- _ABOUT THIS EXERCISE_: All lines before the one containing "both map to", plus that line itself, are to be printed exactly as they appear below.

- _SUPPLIED RECORDS_:
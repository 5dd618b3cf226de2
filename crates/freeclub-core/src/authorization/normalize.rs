use unicode_normalization::UnicodeNormalization;
use unicode_normalization::char::is_combining_mark;

/// Canonical form of a role label used for every comparison.
///
/// Decomposes, drops diacritics and control characters, lowercases, trims and
/// collapses inner whitespace: `"  PROFESOR/A "` and `"Profesór/a"` both map to
/// `"profesor/a"`.
pub fn normalize_role_name(label: &str) -> String {
    let stripped: String = label
        .nfd()
        .filter(|c| !is_combining_mark(*c) && !c.is_control())
        .collect::<String>()
        .to_lowercase();
    stripped.split_whitespace().collect::<Vec<_>>().join(" ")
}
//! Unified path management for freeclub files.
//!
//! Paths are resolved via AppPaths from the version-migrate crate, which picks
//! the platform's config directory (XDG on Linux/macOS, AppData on Windows).

use std::path::PathBuf;
use version_migrate::AppPaths;

/// Errors that can occur during path resolution.
#[derive(Debug)]
pub enum PathError {
    /// Home directory could not be determined.
    HomeDirNotFound,
}

impl std::fmt::Display for PathError {
    fn fmt(&self, f: &mut std::fmt::Formatter<'_>) -> std::fmt::Result {
        match self {
            PathError::HomeDirNotFound => write!(f, "Cannot find home directory"),
        }
    }
}

impl std::error::Error for PathError {}

/// Unified path management for freeclub.
///
/// # Directory Structure
///
/// ```text
/// ~/.config/freeclub/          # Config directory (AppPaths default)
/// ├── config.toml              # Client configuration
/// └── session/                 # Durable session state, one file per key
///     ├── freeclub.identity
///     └── freeclub.token
/// ```
pub struct ClubPaths;

impl ClubPaths {
    fn app_paths() -> AppPaths {
        AppPaths::new("freeclub")
    }

    /// Returns the freeclub configuration directory (e.g. `~/.config/freeclub/`).
    pub fn config_dir() -> Result<PathBuf, PathError> {
        Self::app_paths()
            .config_dir()
            .map_err(|_| PathError::HomeDirNotFound)
    }

    /// Returns the path to config.toml.
    pub fn config_file() -> Result<PathBuf, PathError> {
        Ok(Self::config_dir()?.join("config.toml"))
    }

    /// Returns the default directory for durable session state.
    pub fn session_dir() -> Result<PathBuf, PathError> {
        Ok(Self::config_dir()?.join("session"))
    }
}

#[cfg(test)]
mod tests {
    use super::*;

    #[test]
    fn test_config_dir() {
        let config_dir = ClubPaths::config_dir().unwrap();
        assert!(config_dir.ends_with("freeclub"));
    }

    #[test]
    fn test_config_file() {
        let config_file = ClubPaths::config_file().unwrap();
        assert!(config_file.ends_with("config.toml"));
        let config_dir = ClubPaths::config_dir().unwrap();
        assert!(config_file.starts_with(&config_dir));
    }

    #[test]
    fn test_session_dir() {
        let session_dir = ClubPaths::session_dir().unwrap();
        assert!(session_dir.ends_with("session"));
        let config_dir = ClubPaths::config_dir().unwrap();
        assert!(session_dir.starts_with(&config_dir));
    }
}
//! Bearer token payload decoding.
//!
//! Only the `sub` claim is read, and only to find the account right after
//! login. Signatures are the backend's business.

use base64::Engine;
use base64::engine::general_purpose::{STANDARD, URL_SAFE_NO_PAD};
use freeclub_core::{ClubError, Result};
use serde_json::Value;

/// Extracts the numeric subject (`sub`) from a JWT-shaped token.
pub fn decode_subject(token: &str) -> Result<u64> {
    let payload = token
        .split('.')
        .nth(1)
        .filter(|segment| !segment.is_empty())
        .ok_or_else(|| ClubError::InvalidToken("token has no payload segment".to_string()))?;

    let trimmed = payload.trim_end_matches('=');
    let bytes = URL_SAFE_NO_PAD
        .decode(trimmed)
        .or_else(|_| STANDARD.decode(payload))
        .map_err(|e| ClubError::InvalidToken(format!("payload is not base64: {e}")))?;

    let claims: Value = serde_json::from_slice(&bytes)
        .map_err(|e| ClubError::InvalidToken(format!("payload is not JSON: {e}")))?;

    match claims.get("sub") {
        Some(Value::Number(n)) => n
            .as_u64()
            .ok_or_else(|| ClubError::InvalidToken(format!("sub is not an account id: {n}"))),
        Some(Value::String(s)) => s
            .trim()
            .parse()
            .map_err(|_| ClubError::InvalidToken(format!("sub is not an account id: '{s}'"))),
        Some(_) => Err(ClubError::InvalidToken("sub has an unexpected type".to_string())),
        None => Err(ClubError::InvalidToken("payload has no sub claim".to_string())),
    }
}
#![allow(dead_code)]

use async_trait::async_trait;
use base64::Engine;
use base64::engine::general_purpose::URL_SAFE_NO_PAD;
use freeclub_application::ClubClient;
use freeclub_core::config::ClientConfig;
use freeclub_core::identity::Identity;
use freeclub_core::session::KeyValueStore;
use freeclub_interaction::{ApiRequest, ApiResponse, HttpTransport, Method};
use std::collections::HashMap;
use std::sync::{Arc, Mutex};
use std::time::Duration;

pub const ADMIN_DNI: &str = "12345678";
pub const ADMIN_PASSWORD: &str = "admin123";

#[derive(Clone)]
struct Route {
    status: u16,
    body: String,
    delay: Duration,
}

/// Scripted backend: answers by `(method, path)` and records every request.
///
/// Unknown routes answer 404.
#[derive(Default)]
pub struct FakeBackend {
    routes: Mutex<HashMap<(Method, String), Route>>,
    sent: Mutex<Vec<ApiRequest>>,
}

impl FakeBackend {
    pub fn new() -> Arc<Self> {
        Arc::new(Self::default())
    }

    pub fn route(&self, method: Method, path: &str, status: u16, body: impl Into<String>) {
        self.route_delayed(method, path, status, body, Duration::ZERO);
    }

    pub fn route_delayed(
        &self,
        method: Method,
        path: &str,
        status: u16,
        body: impl Into<String>,
        delay: Duration,
    ) {
        self.routes.lock().unwrap().insert(
            (method, path.to_string()),
            Route {
                status,
                body: body.into(),
                delay,
            },
        );
    }

    pub fn count(&self, method: Method, path: &str) -> usize {
        self.sent
            .lock()
            .unwrap()
            .iter()
            .filter(|r| r.method == method && r.path == path)
            .count()
    }

    pub fn total(&self) -> usize {
        self.sent.lock().unwrap().len()
    }

    pub fn sent(&self) -> Vec<ApiRequest> {
        self.sent.lock().unwrap().clone()
    }
}

#[async_trait]
impl HttpTransport for FakeBackend {
    async fn send(&self, request: ApiRequest) -> freeclub_core::Result<ApiResponse> {
        self.sent.lock().unwrap().push(request.clone());
        let route = self
            .routes
            .lock()
            .unwrap()
            .get(&(request.method, request.path.clone()))
            .cloned();
        match route {
            Some(route) => {
                if !route.delay.is_zero() {
                    tokio::time::sleep(route.delay).await;
                }
                Ok(ApiResponse::new(route.status, route.body))
            }
            None => Ok(ApiResponse::new(404, r#"{"error":"not found"}"#)),
        }
    }
}

/// A JWT-shaped token whose payload carries `sub`.
pub fn token_for(sub: u64) -> String {
    let payload = URL_SAFE_NO_PAD.encode(format!(r#"{{"sub":"{sub}","fresh":false}}"#));
    format!("eyJhbGciOiJIUzI1NiIsInR5cCI6IkpXVCJ9.{payload}.c2lnbmF0dXJl")
}

/// Routes for a successful administrator login as `ADMIN_DNI`.
pub fn script_admin_login(backend: &FakeBackend, permissions: &[&str]) {
    backend.route(
        Method::Post,
        "/users/login",
        200,
        serde_json::json!({ "access_token": token_for(1) }).to_string(),
    );
    backend.route(
        Method::Get,
        "/users/1",
        200,
        serde_json::json!({
            "id": 1,
            "username": ADMIN_DNI,
            "permissions": permissions,
        })
        .to_string(),
    );
    backend.route(
        Method::Get,
        &format!("/persons/{ADMIN_DNI}"),
        200,
        serde_json::json!({
            "dni": ADMIN_DNI,
            "name": "Ana",
            "lastname": "Paz",
            "email": "ana@club.test",
            "roles": ["Administrador"],
            "member": false,
        })
        .to_string(),
    );
}

pub fn identity(dni: &str, roles: &[&str], permissions: &[&str]) -> Identity {
    let account = serde_json::from_value(serde_json::json!({
        "id": 10,
        "username": dni,
        "permissions": permissions,
    }))
    .unwrap();
    let person = serde_json::from_value(serde_json::json!({
        "dni": dni,
        "name": "Test",
        "lastname": "User",
        "roles": roles,
    }))
    .unwrap();
    Identity::from_records(account, person)
}

pub fn assignment_json(id: u64, dni: &str, activity_id: u64, role: &str) -> serde_json::Value {
    serde_json::json!({
        "id": id,
        "dni": dni,
        "activity_id": activity_id,
        "role_id": 1,
        "day": "Lunes",
        "start_time": "18:00:00",
        "end_time": "19:00:00",
        "role": role,
        "person": "",
        "activity": "",
    })
}

pub fn client(backend: &Arc<FakeBackend>, storage: Arc<dyn KeyValueStore>) -> ClubClient {
    ClubClient::new(ClientConfig::default(), backend.clone(), storage).unwrap()
}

- _EXPECTED OUTPUT_:
repository 5dd618b3cf226de2
filename crates/freeclub-core/src/authorization/normalize.rs
use unicode_normalization::UnicodeNormalization;
use unicode_normalization::char::is_combining_mark;

/// Canonical form of a role label used for every comparison.
///
/// Decomposes, drops diacritics and control characters, lowercases, trims and
/// collapses inner whitespace: `"  PROFESOR/A "` and `"Profesór/a"` both map to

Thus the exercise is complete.